● THE DATA
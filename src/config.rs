// ABOUTME: Environment configuration management for the capture pipeline
// ABOUTME: Handles environment variables and runtime defaults for camera, upload, and HTTP settings
//
// SPDX-License-Identifier: MIT OR Apache-2.0
// Copyright (c) 2025 Pierre Fitness Intelligence

//! Environment-based configuration for the capture pipeline

use crate::constants::{capture, env_config, http, limits};
use anyhow::{bail, Result};
use serde::{Deserialize, Serialize};
use std::env;
use tracing::warn;

/// Runtime configuration for the capture pipeline
#[derive(Debug, Clone, Serialize, Deserialize)]
pub struct CaptureConfig {
    /// Base URL of the nutrition backend
    pub api_base_url: String,
    /// HTTP request timeout in seconds
    pub http_timeout_secs: u64,
    /// HTTP connection timeout in seconds
    pub http_connect_timeout_secs: u64,
    /// Ideal camera frame width
    pub frame_width: u32,
    /// Ideal camera frame height
    pub frame_height: u32,
    /// JPEG quality for captured frames (1..=100)
    pub jpeg_quality: u8,
    /// Maximum accepted upload size in bytes
    pub max_upload_bytes: u64,
    /// Sink attachment retry budget
    pub sink_attach_max_attempts: u32,
    /// Delay between sink attachment attempts in milliseconds
    pub sink_attach_retry_ms: u64,
    /// How long surfaced errors stay visible before auto-clearing, in seconds
    pub error_display_ttl_secs: u64,
}

impl Default for CaptureConfig {
    fn default() -> Self {
        Self {
            api_base_url: env_config::api_base_url(),
            http_timeout_secs: http::TIMEOUT_SECS,
            http_connect_timeout_secs: http::CONNECT_TIMEOUT_SECS,
            frame_width: capture::FRAME_WIDTH,
            frame_height: capture::FRAME_HEIGHT,
            jpeg_quality: capture::JPEG_QUALITY,
            max_upload_bytes: limits::MAX_UPLOAD_BYTES,
            sink_attach_max_attempts: capture::SINK_ATTACH_MAX_ATTEMPTS,
            sink_attach_retry_ms: capture::SINK_ATTACH_RETRY_MS,
            error_display_ttl_secs: capture::ERROR_DISPLAY_TTL_SECS,
        }
    }
}

impl CaptureConfig {
    /// Load configuration from environment variables, falling back to defaults
    ///
    /// Unparseable numeric values fall back to their defaults with a warning
    /// rather than failing startup.
    ///
    /// # Errors
    ///
    /// Returns an error when a provided value is syntactically valid but
    /// semantically out of range (e.g. a JPEG quality of 0).
    pub fn from_env() -> Result<Self> {
        let mut config = Self {
            api_base_url: env_config::api_base_url(),
            http_timeout_secs: env_config::http_timeout_secs(),
            jpeg_quality: env_config::jpeg_quality(),
            ..Self::default()
        };

        if let Ok(raw) = env::var("PIERRE_CAPTURE_FRAME_SIZE") {
            match parse_frame_size(&raw) {
                Some((width, height)) => {
                    config.frame_width = width;
                    config.frame_height = height;
                }
                None => warn!(value = %raw, "Ignoring malformed PIERRE_CAPTURE_FRAME_SIZE"),
            }
        }

        config.validate()?;
        Ok(config)
    }

    /// Check invariants that would otherwise surface as confusing runtime errors
    ///
    /// # Errors
    ///
    /// Returns an error for out-of-range quality, zero-sized frames, or a zero
    /// retry budget.
    pub fn validate(&self) -> Result<()> {
        if self.jpeg_quality == 0 || self.jpeg_quality > 100 {
            bail!("jpeg_quality must be within 1..=100, got {}", self.jpeg_quality);
        }
        if self.frame_width == 0 || self.frame_height == 0 {
            bail!(
                "frame size must be nonzero, got {}x{}",
                self.frame_width,
                self.frame_height
            );
        }
        if self.sink_attach_max_attempts == 0 {
            bail!("sink_attach_max_attempts must be at least 1");
        }
        Ok(())
    }
}

fn parse_frame_size(raw: &str) -> Option<(u32, u32)> {
    let (width, height) = raw.split_once('x')?;
    Some((width.trim().parse().ok()?, height.trim().parse().ok()?))
}

#[cfg(test)]
mod tests {
    use super::*;
    use serial_test::serial;

    #[test]
    fn default_config_is_valid() {
        let config = CaptureConfig::default();
        assert!(config.validate().is_ok());
        assert_eq!(config.jpeg_quality, 90);
        assert_eq!((config.frame_width, config.frame_height), (1280, 720));
        assert_eq!(config.max_upload_bytes, 10 * 1024 * 1024);
    }

    #[test]
    fn out_of_range_quality_is_rejected() {
        let config = CaptureConfig {
            jpeg_quality: 0,
            ..CaptureConfig::default()
        };
        assert!(config.validate().is_err());
    }

    #[test]
    #[serial]
    fn frame_size_override_is_parsed() {
        env::set_var("PIERRE_CAPTURE_FRAME_SIZE", "1920x1080");
        let config = CaptureConfig::from_env().unwrap();
        env::remove_var("PIERRE_CAPTURE_FRAME_SIZE");
        assert_eq!((config.frame_width, config.frame_height), (1920, 1080));
    }

    #[test]
    #[serial]
    fn malformed_frame_size_falls_back_to_default() {
        env::set_var("PIERRE_CAPTURE_FRAME_SIZE", "widexhigh");
        let config = CaptureConfig::from_env().unwrap();
        env::remove_var("PIERRE_CAPTURE_FRAME_SIZE");
        assert_eq!((config.frame_width, config.frame_height), (1280, 720));
    }
}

● AIM OF THE TASK
List all lines above in which the string "budget" appears.

● ANSWER
    /// Sink attachment retry budget
    /// retry budget.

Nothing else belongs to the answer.